Dificuldades no deslocamento – Para chegarem aos locais, o grupo de fiscalização móvel transpôs diversas dificuldades nos percursos. Em muitos casos, não foi possível prosseguir com as viaturas até os locais de interesse, tendo as equipes realizado deslocamentos a pé. Em razão das chuvas, os trechos possuíam muito barro e lama. Também foi necessária a transposição de rios por meio de balsas.
Avaliação do MPF – O procurador da República Gilberto Batista Naves Filho exalta a eficiência do grupo de fiscalização móvel. Para o membro do MPF, a união de esforços pelos órgãos públicos federais propicia fiscalizações rápidas, técnicas, efetivas e seguras. “Atuando juntas, as forças federais são capazes de transpor qualquer obstáculo e levar os serviços públicos aos mais necessitados, mesmo nas localidades de mais difícil acesso”, ressaltou.

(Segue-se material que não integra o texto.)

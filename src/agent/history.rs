//! Conversation history owned by an agent.

use serde::{Deserialize, Serialize};
use std::fmt;

/// Speaker of a conversation turn.
#[derive(Debug, Clone, Copy, PartialEq, Eq, Serialize, Deserialize)]
#[serde(rename_all = "lowercase")]
pub enum Role {
    System,
    Human,
    Agent,
}

impl Role {
    /// Prefix used when the history is flattened into text.
    pub fn prefix(self) -> &'static str {
        match self {
            Role::System => "System",
            Role::Human => "Human",
            Role::Agent => "AI",
        }
    }
}

impl fmt::Display for Role {
    fn fmt(&self, f: &mut fmt::Formatter<'_>) -> fmt::Result {
        f.write_str(self.prefix())
    }
}

/// One message in a conversation.
#[derive(Debug, Clone, PartialEq, Eq, Serialize, Deserialize)]
pub struct ConversationTurn {
    pub role: Role,
    pub content: String,
}

impl ConversationTurn {
    pub fn system(content: impl Into<String>) -> Self {
        Self {
            role: Role::System,
            content: content.into(),
        }
    }

    pub fn human(content: impl Into<String>) -> Self {
        Self {
            role: Role::Human,
            content: content.into(),
        }
    }

    pub fn agent(content: impl Into<String>) -> Self {
        Self {
            role: Role::Agent,
            content: content.into(),
        }
    }
}

/// Ordered conversation turns, always starting with the system preamble.
///
/// The preamble cannot be replaced or removed; the only mutation is
/// appending a completed human/agent exchange.
#[derive(Debug, Clone, PartialEq, Eq)]
pub struct ConversationHistory {
    turns: Vec<ConversationTurn>,
}

impl ConversationHistory {
    /// Creates a history containing only the system preamble.
    pub fn new(preamble: impl Into<String>) -> Self {
        Self {
            turns: vec![ConversationTurn::system(preamble)],
        }
    }

    /// Appends one exchange: the human input followed by the agent reply.
    pub fn push_exchange(&mut self, human: impl Into<String>, agent: impl Into<String>) {
        self.turns.push(ConversationTurn::human(human));
        self.turns.push(ConversationTurn::agent(agent));
    }

    /// All turns, preamble first.
    pub fn turns(&self) -> &[ConversationTurn] {
        &self.turns
    }

    /// The system preamble.
    pub fn preamble(&self) -> &str {
        // Index 0 is set in `new` and never removed.
        self.turns.first().map(|t| t.content.as_str()).unwrap_or_default()
    }

    pub fn len(&self) -> usize {
        self.turns.len()
    }

    /// Never true: the preamble is always present.
    pub fn is_empty(&self) -> bool {
        self.turns.is_empty()
    }

    /// Flattens the history into `Role: content` lines.
    pub fn buffer_string(&self) -> String {
        self.turns
            .iter()
            .map(|turn| format!("{}: {}", turn.role.prefix(), turn.content))
            .collect::<Vec<_>>()
            .join("\n")
    }
}
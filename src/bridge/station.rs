//! Station abstraction: a loop that pulls from one bridging channel,
//! processes each item on a worker thread, and pushes to another.

use crate::bridge::channel::{BridgeReceiver, BridgeSender};
use crate::bridge::error::{ErrorReporter, StationError};
use crate::bridge::worker::{Submission, WorkerThread};
use crate::error::Result;
use std::marker::PhantomData;
use std::sync::Arc;
use tracing::debug;

/// A processing station.
///
/// Each station receives input, processes it, and produces output.
/// Stations run as a long-lived job on a `WorkerThread`.
pub trait Station: Send + 'static {
    /// The input type this station receives.
    type Input: Send + 'static;
    /// The output type this station produces.
    type Output: Send + 'static;

    /// Processes a single input item.
    ///
    /// Returns:
    /// - `Ok(Some(output))` - Successfully processed and produced output
    /// - `Ok(None)` - Successfully processed but no output (e.g., filtered)
    /// - `Err(StationError)` - Processing failed
    fn process(&mut self, input: Self::Input) -> std::result::Result<Option<Self::Output>, StationError>;

    /// Output to emit in place of a recoverable failure, if any.
    fn recover(&mut self, _error: &StationError) -> Option<Self::Output> {
        None
    }

    /// Returns the name of this station for logging and error reporting.
    fn name(&self) -> &'static str;

    /// Called when the station is shutting down.
    fn shutdown(&mut self) {}
}

/// Runs a station loop on a worker thread.
pub struct StationRunner<S: Station> {
    submission: Submission<()>,
    station_name: &'static str,
    _phantom: PhantomData<S>,
}

impl<S: Station> StationRunner<S> {
    /// Submits the station loop to `worker`.
    ///
    /// The loop ends when the input channel closes, the output channel's
    /// reader goes away, or the station reports a fatal error.
    pub fn spawn(
        worker: &WorkerThread,
        mut station: S,
        input_rx: BridgeReceiver<S::Input>,
        output_tx: BridgeSender<S::Output>,
        error_reporter: Arc<dyn ErrorReporter>,
    ) -> Result<Self> {
        let station_name = station.name();
        let submission = worker.submit(move || {
            Self::run_station(&mut station, input_rx, output_tx, error_reporter);
        })?;

        Ok(Self {
            submission,
            station_name,
            _phantom: PhantomData,
        })
    }

    /// Main processing loop for the station.
    fn run_station(
        station: &mut S,
        mut input_rx: BridgeReceiver<S::Input>,
        output_tx: BridgeSender<S::Output>,
        error_reporter: Arc<dyn ErrorReporter>,
    ) {
        let station_name = station.name();

        while let Some(input) = input_rx.blocking_recv() {
            let output = match station.process(input) {
                Ok(output) => output,
                Err(err @ StationError::Recoverable(_)) => {
                    error_reporter.report(station_name, &err);
                    station.recover(&err)
                }
                Err(err @ StationError::Fatal(_)) => {
                    error_reporter.report(station_name, &err);
                    break;
                }
            };

            if let Some(output) = output
                && output_tx.send(output).is_err()
            {
                debug!(station = station_name, "output reader gone, stopping");
                break;
            }
        }

        station.shutdown();
    }

    /// Waits for the station loop to finish.
    pub async fn join(self) -> Result<()> {
        self.submission.join().await
    }

    /// Returns the name of the station.
    pub fn name(&self) -> &'static str {
        self.station_name
    }
}

#[cfg(test)]
mod tests {
    use super::*;
    use crate::bridge::channel::unbounded;
    use std::sync::Mutex;
    use std::sync::atomic::{AtomicBool, Ordering};

    struct DoublerStation {
        shutdown_called: Arc<AtomicBool>,
    }

    impl Station for DoublerStation {
        type Input = i32;
        type Output = i32;

        fn process(&mut self, input: i32) -> std::result::Result<Option<i32>, StationError> {
            Ok(Some(input * 2))
        }

        fn name(&self) -> &'static str {
            "Doubler"
        }

        fn shutdown(&mut self) {
            self.shutdown_called.store(true, Ordering::SeqCst);
        }
    }

    /// Fails on one value and substitutes a sentinel for it.
    struct SubstitutingStation {
        fail_on: i32,
    }

    impl Station for SubstitutingStation {
        type Input = i32;
        type Output = i32;

        fn process(&mut self, input: i32) -> std::result::Result<Option<i32>, StationError> {
            if input == self.fail_on {
                Err(StationError::Recoverable(format!("Failed on {}", input)))
            } else {
                Ok(Some(input))
            }
        }

        fn recover(&mut self, _error: &StationError) -> Option<i32> {
            Some(-1)
        }

        fn name(&self) -> &'static str {
            "Substituting"
        }
    }

    struct FatalStation;

    impl Station for FatalStation {
        type Input = i32;
        type Output = i32;

        fn process(&mut self, input: i32) -> std::result::Result<Option<i32>, StationError> {
            if input < 0 {
                Err(StationError::Fatal("negative".to_string()))
            } else {
                Ok(Some(input))
            }
        }

        fn name(&self) -> &'static str {
            "Fatal"
        }
    }

    #[derive(Default)]
    struct MockReporter {
        errors: Arc<Mutex<Vec<(String, String)>>>,
    }

    impl ErrorReporter for MockReporter {
        fn report(&self, station: &str, error: &StationError) {
            let mut errors = self.errors.lock().unwrap();
            errors.push((station.to_string(), error.to_string()));
        }
    }

    #[tokio::test]
    async fn test_station_runner_basic_processing() {
        let worker = WorkerThread::spawn("station-basic").unwrap();
        let (input_tx, input_rx) = unbounded();
        let (output_tx, mut output_rx) = unbounded();
        let shutdown_flag = Arc::new(AtomicBool::new(false));

        let station = DoublerStation {
            shutdown_called: shutdown_flag.clone(),
        };
        let runner = StationRunner::spawn(
            &worker,
            station,
            input_rx,
            output_tx,
            Arc::new(MockReporter::default()),
        )
        .unwrap();
        assert_eq!(runner.name(), "Doubler");

        input_tx.send(1).unwrap();
        input_tx.send(2).unwrap();
        input_tx.send(3).unwrap();
        drop(input_tx);

        let mut outputs = Vec::new();
        while let Some(output) = output_rx.recv().await {
            outputs.push(output);
        }

        assert_eq!(outputs, vec![2, 4, 6]);
        runner.join().await.unwrap();
        assert!(shutdown_flag.load(Ordering::SeqCst));
    }

    #[tokio::test]
    async fn test_recoverable_error_emits_recovery_output() {
        let worker = WorkerThread::spawn("station-recover").unwrap();
        let (input_tx, input_rx) = unbounded();
        let (output_tx, mut output_rx) = unbounded();
        let reporter = Arc::new(MockReporter::default());
        let errors = reporter.errors.clone();

        let runner = StationRunner::spawn(
            &worker,
            SubstitutingStation { fail_on: 2 },
            input_rx,
            output_tx,
            reporter,
        )
        .unwrap();

        for i in 1..=3 {
            input_tx.send(i).unwrap();
        }
        drop(input_tx);

        let mut outputs = Vec::new();
        while let Some(output) = output_rx.recv().await {
            outputs.push(output);
        }
        runner.join().await.unwrap();

        assert_eq!(outputs, vec![1, -1, 3]);
        let reported = errors.lock().unwrap();
        assert_eq!(reported.len(), 1);
        assert_eq!(reported[0].0, "Substituting");
        assert!(reported[0].1.contains("Failed on 2"));
    }

    #[tokio::test]
    async fn test_fatal_error_stops_loop() {
        let worker = WorkerThread::spawn("station-fatal").unwrap();
        let (input_tx, input_rx) = unbounded();
        let (output_tx, mut output_rx) = unbounded();

        let runner = StationRunner::spawn(
            &worker,
            FatalStation,
            input_rx,
            output_tx,
            Arc::new(MockReporter::default()),
        )
        .unwrap();

        input_tx.send(1).unwrap();
        input_tx.send(-1).unwrap();

        // Input stays open: only the fatal error can end the loop.
        runner.join().await.unwrap();
        assert_eq!(output_rx.recv().await, Some(1));
        assert_eq!(output_rx.recv().await, None);
        assert!(input_tx.is_closed());
    }

    #[tokio::test]
    async fn test_worker_usable_after_station_finishes() {
        let worker = WorkerThread::spawn("station-reuse").unwrap();
        let (input_tx, input_rx) = unbounded();
        let (output_tx, _output_rx) = unbounded();

        let runner = StationRunner::spawn(
            &worker,
            FatalStation,
            input_rx,
            output_tx,
            Arc::new(MockReporter::default()),
        )
        .unwrap();
        drop(input_tx);
        runner.join().await.unwrap();

        let value = worker.submit(|| "still alive").unwrap().join().await.unwrap();
        assert_eq!(value, "still alive");
    }
}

Trabalho constante – O MPF tem realizado esforços constantes para atender a demandas de apuração criminal por supostos crimes contra trabalhadores no campo no Pará. Também em Medicilândia, no início do ano, o MPF, a Polícia Rodoviária Federal (PRF) e a PF realizaram, operação para investigar possível ocorrência de trabalho escravo em fazenda localizada às margens da rodovia Transamazônica.
A operação foi deflagrada em menos de 24 horas após o MPF ter recebido denúncia sobre o tema. O MPF realizou oitivas em vídeo com todos os presentes na propriedade rural. Quatro trabalhadores que atuavam na aplicação de pesticidas nos pastos estavam com equipamentos inadequados e sem registro. Após manifestação de vontade dos trabalhadores, eles foram retirados do local. E duas pessoas foram presas em flagrante em razão da posse ilegal de armas de fogo no local.
No final de 2022, no mesmo município, o MPF e a PF, com o apoio do Ministério Público do Estado do Pará (MPPA), resgataram dois adultos e uma criança de nove anos supostamente vítimas do crime de submissão a condições semelhantes às de escravos. O resgate ocorreu após uma das vítimas ter ido à delegacia da PF em Altamira para denunciar a situação. Segundo o denunciante, na data da denúncia fazia dois dias que as vítimas estavam sem se alimentar.
Na fazenda, as equipes da PF e do MPF constataram que as condições às quais as vítimas eram submetidas eram péssimas: não havia água potável, nem alimentos, nem banheiro, nem energia elétrica. A água para consumo era retirada de uma cacimba. Segundo o adulto que estava há mais tempo no local – cinco meses –, o contratante prometeu que, além de pagar salário, ia fornecer alimentação. No entanto, a promessa foi cumprida só durante o primeiro mês de trabalho.